> [Activity] Every line in the records below between the one holding "the node chain." and the one holding "request each node", inclusive, is to be set down exactly; all other lines are to be left out.

> [Input data]
********************
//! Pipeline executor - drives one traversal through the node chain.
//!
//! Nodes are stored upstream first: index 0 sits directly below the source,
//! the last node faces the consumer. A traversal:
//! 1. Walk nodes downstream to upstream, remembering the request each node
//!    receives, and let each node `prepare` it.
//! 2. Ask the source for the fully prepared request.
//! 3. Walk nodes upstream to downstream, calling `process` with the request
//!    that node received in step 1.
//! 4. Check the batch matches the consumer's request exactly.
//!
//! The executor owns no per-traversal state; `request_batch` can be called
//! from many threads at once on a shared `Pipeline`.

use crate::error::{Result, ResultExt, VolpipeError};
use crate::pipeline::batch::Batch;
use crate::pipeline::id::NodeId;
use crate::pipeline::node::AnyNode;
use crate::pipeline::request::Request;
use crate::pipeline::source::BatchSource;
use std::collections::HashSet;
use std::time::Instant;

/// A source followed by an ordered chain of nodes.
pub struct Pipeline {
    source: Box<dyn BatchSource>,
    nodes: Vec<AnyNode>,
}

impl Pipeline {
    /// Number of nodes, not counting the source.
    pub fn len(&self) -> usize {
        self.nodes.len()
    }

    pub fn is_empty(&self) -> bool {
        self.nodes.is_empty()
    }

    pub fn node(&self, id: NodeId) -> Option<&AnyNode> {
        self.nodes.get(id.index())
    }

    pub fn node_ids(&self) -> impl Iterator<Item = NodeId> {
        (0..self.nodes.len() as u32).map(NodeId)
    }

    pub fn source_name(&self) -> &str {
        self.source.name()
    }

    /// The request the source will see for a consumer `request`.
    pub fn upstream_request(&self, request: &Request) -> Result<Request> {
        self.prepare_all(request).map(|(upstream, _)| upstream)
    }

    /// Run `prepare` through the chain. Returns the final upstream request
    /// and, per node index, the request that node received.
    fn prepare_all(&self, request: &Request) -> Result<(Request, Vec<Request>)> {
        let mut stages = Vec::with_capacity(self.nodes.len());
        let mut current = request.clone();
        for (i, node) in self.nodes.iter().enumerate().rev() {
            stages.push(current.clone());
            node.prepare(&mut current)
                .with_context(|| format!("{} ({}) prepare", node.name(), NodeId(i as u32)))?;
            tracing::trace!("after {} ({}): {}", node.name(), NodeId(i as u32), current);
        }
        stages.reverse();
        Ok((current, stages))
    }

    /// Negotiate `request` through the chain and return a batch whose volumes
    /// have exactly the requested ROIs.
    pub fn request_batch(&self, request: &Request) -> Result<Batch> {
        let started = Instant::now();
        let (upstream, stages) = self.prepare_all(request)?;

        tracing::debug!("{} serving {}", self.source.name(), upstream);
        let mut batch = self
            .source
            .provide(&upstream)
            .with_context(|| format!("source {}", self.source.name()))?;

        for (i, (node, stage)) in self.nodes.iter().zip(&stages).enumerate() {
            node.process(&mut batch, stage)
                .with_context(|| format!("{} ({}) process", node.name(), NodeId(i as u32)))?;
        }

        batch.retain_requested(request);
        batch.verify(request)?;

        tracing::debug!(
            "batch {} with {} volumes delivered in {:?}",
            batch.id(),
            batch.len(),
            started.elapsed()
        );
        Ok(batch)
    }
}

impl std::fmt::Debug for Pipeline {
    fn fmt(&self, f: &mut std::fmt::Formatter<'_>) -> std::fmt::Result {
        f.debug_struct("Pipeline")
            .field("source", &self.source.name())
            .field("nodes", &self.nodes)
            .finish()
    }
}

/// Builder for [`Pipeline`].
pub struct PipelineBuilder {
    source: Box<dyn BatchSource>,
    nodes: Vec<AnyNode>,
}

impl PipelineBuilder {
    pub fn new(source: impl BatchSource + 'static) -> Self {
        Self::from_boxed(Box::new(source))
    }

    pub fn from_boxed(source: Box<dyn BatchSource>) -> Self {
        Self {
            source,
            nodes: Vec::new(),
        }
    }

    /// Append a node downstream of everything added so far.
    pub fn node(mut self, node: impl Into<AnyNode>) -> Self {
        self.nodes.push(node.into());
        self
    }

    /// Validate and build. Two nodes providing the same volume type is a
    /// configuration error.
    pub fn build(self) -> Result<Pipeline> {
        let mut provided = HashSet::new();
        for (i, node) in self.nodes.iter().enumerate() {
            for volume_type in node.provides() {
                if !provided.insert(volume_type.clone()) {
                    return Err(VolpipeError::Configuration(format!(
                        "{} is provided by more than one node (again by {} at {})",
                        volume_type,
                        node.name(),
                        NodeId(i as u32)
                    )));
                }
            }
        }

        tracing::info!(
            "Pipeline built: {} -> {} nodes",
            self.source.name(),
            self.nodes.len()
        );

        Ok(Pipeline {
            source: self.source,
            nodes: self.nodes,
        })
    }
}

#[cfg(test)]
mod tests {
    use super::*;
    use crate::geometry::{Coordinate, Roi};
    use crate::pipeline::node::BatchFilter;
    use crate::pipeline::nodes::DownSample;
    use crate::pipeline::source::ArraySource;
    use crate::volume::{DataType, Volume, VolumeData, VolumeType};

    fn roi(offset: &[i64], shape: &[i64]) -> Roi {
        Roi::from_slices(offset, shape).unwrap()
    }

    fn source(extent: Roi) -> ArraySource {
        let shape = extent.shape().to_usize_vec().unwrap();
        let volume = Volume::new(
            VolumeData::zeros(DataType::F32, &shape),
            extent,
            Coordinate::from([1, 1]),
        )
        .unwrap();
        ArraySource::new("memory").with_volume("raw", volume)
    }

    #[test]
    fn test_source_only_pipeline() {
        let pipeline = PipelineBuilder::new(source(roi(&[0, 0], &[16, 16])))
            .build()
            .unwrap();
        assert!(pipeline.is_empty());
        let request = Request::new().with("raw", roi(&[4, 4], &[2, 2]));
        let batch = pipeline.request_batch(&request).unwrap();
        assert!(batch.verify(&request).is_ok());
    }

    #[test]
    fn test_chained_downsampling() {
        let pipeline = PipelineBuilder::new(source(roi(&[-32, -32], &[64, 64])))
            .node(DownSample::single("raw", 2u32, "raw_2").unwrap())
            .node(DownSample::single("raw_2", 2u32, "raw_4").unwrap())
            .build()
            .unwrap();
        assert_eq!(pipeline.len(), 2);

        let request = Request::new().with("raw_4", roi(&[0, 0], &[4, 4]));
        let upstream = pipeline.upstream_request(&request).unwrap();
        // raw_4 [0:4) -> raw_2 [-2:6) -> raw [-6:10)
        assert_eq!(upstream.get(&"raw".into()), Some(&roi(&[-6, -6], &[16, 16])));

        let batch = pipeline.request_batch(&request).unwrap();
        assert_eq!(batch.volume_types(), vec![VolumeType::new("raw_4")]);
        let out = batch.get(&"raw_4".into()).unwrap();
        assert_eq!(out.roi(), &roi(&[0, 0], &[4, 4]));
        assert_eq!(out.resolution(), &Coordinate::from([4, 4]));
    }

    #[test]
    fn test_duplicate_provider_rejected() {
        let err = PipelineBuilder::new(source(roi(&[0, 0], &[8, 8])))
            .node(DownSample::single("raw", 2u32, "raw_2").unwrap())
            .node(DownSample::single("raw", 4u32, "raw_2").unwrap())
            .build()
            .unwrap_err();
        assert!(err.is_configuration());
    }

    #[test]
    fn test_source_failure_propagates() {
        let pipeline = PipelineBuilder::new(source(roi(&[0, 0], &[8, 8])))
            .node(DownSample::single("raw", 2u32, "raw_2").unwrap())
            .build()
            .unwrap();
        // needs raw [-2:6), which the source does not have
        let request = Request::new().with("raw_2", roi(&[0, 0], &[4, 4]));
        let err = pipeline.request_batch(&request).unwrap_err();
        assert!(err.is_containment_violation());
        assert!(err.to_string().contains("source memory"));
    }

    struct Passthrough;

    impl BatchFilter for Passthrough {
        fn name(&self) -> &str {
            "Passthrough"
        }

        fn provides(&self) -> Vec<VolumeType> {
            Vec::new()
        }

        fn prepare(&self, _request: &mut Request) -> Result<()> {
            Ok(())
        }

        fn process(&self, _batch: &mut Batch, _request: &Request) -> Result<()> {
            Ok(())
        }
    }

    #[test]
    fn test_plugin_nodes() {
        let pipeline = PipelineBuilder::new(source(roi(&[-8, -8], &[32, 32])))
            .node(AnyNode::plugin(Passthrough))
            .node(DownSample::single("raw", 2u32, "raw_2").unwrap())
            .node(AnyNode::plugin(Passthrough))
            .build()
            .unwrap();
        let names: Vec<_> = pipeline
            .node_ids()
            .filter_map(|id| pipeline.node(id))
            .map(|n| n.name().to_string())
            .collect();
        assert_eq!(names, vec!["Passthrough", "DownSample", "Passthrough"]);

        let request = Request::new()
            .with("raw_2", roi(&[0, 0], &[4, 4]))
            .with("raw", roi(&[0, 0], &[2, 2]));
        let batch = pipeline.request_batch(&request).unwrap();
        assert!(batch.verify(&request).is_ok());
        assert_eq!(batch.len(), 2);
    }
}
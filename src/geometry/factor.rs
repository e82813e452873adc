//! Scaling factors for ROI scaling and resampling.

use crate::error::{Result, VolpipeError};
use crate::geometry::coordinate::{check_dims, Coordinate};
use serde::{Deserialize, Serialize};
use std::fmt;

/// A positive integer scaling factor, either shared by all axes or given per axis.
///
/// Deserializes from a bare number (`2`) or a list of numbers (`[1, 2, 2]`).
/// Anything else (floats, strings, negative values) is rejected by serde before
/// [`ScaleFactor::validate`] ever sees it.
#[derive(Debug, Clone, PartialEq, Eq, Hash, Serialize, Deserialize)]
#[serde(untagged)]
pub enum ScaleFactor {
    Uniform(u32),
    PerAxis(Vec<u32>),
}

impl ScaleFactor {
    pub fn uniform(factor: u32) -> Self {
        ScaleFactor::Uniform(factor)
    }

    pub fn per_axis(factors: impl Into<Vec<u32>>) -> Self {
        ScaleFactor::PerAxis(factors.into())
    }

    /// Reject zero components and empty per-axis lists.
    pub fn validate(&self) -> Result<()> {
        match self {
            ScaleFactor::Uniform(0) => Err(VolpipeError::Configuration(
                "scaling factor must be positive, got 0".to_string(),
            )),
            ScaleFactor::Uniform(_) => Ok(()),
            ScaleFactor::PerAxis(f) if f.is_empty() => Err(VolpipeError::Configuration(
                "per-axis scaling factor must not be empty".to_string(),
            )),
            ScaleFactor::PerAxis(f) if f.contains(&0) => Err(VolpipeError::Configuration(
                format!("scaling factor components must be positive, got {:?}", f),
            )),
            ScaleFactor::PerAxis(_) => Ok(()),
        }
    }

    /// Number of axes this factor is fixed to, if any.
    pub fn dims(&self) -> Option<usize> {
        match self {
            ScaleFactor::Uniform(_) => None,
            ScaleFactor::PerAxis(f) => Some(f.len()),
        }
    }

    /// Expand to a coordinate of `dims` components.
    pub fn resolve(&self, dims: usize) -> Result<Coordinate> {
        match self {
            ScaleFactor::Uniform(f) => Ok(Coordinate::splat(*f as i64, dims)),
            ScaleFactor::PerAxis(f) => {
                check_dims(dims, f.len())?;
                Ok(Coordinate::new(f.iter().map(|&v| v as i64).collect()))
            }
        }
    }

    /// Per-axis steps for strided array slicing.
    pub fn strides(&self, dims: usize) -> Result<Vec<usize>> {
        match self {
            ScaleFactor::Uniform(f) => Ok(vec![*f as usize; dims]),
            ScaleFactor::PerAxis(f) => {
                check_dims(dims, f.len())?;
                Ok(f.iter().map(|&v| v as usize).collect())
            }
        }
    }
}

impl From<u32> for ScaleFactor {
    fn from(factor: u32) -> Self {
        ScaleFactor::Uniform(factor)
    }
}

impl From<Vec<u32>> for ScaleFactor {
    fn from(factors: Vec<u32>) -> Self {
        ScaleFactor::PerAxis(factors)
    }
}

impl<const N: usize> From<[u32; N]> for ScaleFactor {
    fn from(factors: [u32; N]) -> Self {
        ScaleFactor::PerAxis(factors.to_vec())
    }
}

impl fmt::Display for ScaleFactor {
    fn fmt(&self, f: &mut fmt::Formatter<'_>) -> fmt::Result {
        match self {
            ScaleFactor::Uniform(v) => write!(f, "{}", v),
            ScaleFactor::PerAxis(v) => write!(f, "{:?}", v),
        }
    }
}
********************
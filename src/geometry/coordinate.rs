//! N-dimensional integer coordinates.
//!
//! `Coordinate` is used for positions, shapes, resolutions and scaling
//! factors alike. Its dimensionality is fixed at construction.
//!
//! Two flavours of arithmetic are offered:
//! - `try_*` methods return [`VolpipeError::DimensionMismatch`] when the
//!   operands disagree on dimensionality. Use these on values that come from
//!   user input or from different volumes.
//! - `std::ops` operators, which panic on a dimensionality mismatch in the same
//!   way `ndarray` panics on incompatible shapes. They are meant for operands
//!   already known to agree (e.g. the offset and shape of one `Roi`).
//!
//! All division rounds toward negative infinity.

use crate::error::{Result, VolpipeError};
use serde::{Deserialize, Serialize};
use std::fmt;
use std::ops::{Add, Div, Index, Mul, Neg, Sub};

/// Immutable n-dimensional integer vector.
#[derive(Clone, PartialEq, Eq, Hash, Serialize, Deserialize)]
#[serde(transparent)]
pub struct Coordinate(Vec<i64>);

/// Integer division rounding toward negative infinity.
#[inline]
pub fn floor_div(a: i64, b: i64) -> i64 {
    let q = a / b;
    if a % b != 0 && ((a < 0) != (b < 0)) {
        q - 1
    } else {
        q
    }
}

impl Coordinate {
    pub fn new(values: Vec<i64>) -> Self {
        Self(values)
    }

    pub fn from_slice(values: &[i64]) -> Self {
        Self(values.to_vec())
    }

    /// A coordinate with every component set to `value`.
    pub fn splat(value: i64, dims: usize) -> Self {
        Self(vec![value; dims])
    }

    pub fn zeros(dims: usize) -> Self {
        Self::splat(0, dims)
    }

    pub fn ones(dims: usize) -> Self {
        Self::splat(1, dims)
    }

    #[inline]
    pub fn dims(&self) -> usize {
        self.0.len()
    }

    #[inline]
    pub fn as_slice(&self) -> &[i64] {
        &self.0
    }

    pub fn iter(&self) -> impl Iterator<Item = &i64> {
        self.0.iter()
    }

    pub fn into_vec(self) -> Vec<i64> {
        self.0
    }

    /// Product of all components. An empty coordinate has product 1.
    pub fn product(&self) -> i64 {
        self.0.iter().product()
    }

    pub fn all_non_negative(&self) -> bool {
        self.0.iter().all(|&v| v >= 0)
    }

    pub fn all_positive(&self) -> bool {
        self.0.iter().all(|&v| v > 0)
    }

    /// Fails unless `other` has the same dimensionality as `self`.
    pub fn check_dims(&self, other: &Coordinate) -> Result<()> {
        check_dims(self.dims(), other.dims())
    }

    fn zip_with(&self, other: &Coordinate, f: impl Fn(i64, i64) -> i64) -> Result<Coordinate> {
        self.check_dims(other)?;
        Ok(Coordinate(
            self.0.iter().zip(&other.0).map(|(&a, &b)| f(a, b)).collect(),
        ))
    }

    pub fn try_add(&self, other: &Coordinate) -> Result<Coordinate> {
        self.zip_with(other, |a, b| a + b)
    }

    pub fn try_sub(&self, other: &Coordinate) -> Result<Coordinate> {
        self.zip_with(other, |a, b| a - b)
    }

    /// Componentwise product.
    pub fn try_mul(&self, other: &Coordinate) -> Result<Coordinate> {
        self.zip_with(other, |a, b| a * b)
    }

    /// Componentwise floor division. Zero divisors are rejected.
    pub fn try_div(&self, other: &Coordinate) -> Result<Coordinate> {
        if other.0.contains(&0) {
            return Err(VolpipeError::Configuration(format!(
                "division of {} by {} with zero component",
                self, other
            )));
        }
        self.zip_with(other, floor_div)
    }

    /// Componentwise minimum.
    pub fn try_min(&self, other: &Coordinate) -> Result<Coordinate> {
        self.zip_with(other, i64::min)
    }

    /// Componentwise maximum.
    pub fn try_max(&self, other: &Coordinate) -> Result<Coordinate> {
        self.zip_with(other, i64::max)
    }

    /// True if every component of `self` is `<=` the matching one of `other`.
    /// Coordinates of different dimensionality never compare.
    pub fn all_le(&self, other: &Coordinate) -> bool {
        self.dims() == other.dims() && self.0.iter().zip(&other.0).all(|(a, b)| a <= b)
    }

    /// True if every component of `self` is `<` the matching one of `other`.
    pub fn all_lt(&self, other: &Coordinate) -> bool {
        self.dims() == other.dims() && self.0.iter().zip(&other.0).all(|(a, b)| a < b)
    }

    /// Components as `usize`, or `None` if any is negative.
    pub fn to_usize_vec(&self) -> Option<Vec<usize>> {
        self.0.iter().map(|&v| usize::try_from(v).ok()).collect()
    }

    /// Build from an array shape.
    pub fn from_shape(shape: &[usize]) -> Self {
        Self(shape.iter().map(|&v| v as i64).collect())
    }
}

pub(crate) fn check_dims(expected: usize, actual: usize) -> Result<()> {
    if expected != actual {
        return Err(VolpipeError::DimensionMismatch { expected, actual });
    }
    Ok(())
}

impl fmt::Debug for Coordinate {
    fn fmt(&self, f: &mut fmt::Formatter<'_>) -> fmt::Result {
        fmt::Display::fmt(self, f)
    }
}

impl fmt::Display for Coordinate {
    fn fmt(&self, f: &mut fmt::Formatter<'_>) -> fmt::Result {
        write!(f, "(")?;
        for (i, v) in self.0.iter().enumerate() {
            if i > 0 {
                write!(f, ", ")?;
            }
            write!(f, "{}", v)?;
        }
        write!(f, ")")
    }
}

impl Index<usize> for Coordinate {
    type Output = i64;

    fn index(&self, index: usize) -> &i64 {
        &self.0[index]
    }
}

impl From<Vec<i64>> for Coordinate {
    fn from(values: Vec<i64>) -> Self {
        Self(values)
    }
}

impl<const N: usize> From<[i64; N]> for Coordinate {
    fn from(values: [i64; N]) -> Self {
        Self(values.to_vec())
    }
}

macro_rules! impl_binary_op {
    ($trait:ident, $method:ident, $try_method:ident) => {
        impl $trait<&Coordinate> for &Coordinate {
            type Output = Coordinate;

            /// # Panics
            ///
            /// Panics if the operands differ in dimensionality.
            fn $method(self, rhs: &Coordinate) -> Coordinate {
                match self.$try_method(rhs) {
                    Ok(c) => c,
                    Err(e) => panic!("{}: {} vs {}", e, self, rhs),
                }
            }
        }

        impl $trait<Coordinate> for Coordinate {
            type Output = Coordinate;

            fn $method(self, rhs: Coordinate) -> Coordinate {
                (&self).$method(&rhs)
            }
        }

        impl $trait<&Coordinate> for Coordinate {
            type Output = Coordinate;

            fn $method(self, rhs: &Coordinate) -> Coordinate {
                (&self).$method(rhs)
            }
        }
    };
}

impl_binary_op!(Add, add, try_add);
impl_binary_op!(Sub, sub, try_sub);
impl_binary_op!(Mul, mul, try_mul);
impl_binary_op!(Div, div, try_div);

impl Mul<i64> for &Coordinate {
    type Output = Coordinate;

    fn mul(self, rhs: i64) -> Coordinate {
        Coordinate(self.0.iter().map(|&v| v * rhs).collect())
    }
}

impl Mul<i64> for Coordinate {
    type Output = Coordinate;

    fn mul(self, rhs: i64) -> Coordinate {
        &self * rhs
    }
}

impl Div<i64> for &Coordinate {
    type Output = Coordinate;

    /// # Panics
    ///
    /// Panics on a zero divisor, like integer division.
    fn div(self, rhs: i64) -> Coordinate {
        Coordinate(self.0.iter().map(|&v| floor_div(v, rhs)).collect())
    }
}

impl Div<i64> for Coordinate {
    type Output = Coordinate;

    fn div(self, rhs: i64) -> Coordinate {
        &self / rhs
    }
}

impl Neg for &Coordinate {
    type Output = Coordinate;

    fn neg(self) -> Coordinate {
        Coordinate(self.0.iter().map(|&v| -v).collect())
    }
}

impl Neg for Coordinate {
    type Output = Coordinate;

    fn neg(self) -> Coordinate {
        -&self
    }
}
********************
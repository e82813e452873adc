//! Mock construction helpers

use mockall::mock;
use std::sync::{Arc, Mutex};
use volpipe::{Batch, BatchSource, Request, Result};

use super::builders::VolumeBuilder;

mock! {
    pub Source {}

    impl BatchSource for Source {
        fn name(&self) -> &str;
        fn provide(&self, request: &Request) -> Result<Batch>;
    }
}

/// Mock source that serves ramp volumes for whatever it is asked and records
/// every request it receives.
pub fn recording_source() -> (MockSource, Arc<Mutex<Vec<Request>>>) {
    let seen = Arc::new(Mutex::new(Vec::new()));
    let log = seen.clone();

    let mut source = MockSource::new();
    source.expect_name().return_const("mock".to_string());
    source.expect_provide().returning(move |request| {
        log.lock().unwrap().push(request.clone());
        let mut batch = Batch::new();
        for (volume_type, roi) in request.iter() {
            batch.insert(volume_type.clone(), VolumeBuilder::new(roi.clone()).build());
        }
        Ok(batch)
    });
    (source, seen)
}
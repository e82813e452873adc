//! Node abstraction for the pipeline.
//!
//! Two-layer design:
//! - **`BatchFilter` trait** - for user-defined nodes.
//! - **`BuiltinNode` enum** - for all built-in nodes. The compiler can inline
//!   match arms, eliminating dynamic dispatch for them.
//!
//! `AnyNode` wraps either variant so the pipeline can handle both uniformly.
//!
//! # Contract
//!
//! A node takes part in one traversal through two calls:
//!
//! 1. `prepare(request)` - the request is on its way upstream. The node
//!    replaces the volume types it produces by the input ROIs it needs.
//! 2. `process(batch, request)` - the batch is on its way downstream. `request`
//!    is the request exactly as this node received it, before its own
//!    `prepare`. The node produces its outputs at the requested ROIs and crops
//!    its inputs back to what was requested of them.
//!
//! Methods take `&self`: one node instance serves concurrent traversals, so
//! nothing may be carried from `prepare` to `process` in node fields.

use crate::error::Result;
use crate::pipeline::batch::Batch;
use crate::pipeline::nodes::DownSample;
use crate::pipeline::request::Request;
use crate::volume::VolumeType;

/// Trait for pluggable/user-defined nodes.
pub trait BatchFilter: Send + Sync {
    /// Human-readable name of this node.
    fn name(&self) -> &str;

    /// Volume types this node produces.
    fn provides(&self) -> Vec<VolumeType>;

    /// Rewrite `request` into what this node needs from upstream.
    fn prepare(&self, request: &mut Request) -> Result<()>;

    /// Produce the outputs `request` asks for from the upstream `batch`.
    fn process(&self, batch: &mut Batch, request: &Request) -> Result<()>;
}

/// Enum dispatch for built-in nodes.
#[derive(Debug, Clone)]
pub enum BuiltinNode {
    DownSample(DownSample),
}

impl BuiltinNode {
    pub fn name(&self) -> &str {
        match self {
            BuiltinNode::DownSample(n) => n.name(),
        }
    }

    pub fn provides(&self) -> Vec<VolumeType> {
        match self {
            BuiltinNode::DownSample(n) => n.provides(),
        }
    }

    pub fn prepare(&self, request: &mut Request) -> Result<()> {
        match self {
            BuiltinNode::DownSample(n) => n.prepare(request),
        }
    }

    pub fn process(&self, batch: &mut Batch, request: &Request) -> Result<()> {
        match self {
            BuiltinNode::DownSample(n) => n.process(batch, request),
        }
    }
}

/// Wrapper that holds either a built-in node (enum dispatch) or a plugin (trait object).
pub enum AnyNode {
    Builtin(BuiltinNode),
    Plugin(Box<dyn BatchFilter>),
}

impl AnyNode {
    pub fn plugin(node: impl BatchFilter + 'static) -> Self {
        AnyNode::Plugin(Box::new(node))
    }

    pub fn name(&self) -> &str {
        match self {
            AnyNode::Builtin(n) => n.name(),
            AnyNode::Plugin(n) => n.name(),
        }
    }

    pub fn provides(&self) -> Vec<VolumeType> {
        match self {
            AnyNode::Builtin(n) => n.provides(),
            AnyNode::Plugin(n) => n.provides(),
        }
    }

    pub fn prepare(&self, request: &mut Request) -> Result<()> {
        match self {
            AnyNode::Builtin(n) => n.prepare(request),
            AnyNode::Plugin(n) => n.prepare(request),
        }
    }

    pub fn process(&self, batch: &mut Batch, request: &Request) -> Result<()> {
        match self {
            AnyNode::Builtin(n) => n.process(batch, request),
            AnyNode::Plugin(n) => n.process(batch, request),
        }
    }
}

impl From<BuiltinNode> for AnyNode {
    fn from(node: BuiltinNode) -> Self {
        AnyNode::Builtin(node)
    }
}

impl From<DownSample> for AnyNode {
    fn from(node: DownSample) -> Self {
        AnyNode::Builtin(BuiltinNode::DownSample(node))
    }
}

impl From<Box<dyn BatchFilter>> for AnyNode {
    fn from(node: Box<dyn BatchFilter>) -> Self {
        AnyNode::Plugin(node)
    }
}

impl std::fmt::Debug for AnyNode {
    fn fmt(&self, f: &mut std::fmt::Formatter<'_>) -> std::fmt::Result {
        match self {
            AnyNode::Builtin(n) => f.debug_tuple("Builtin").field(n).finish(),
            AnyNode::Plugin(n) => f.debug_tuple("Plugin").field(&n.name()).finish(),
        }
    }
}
********************
> [Your response]
//! Pipeline executor - drives one traversal through the node chain.
//!
//! Nodes are stored upstream first: index 0 sits directly below the source,
//! the last node faces the consumer. A traversal:
//! 1. Walk nodes downstream to upstream, remembering the request each node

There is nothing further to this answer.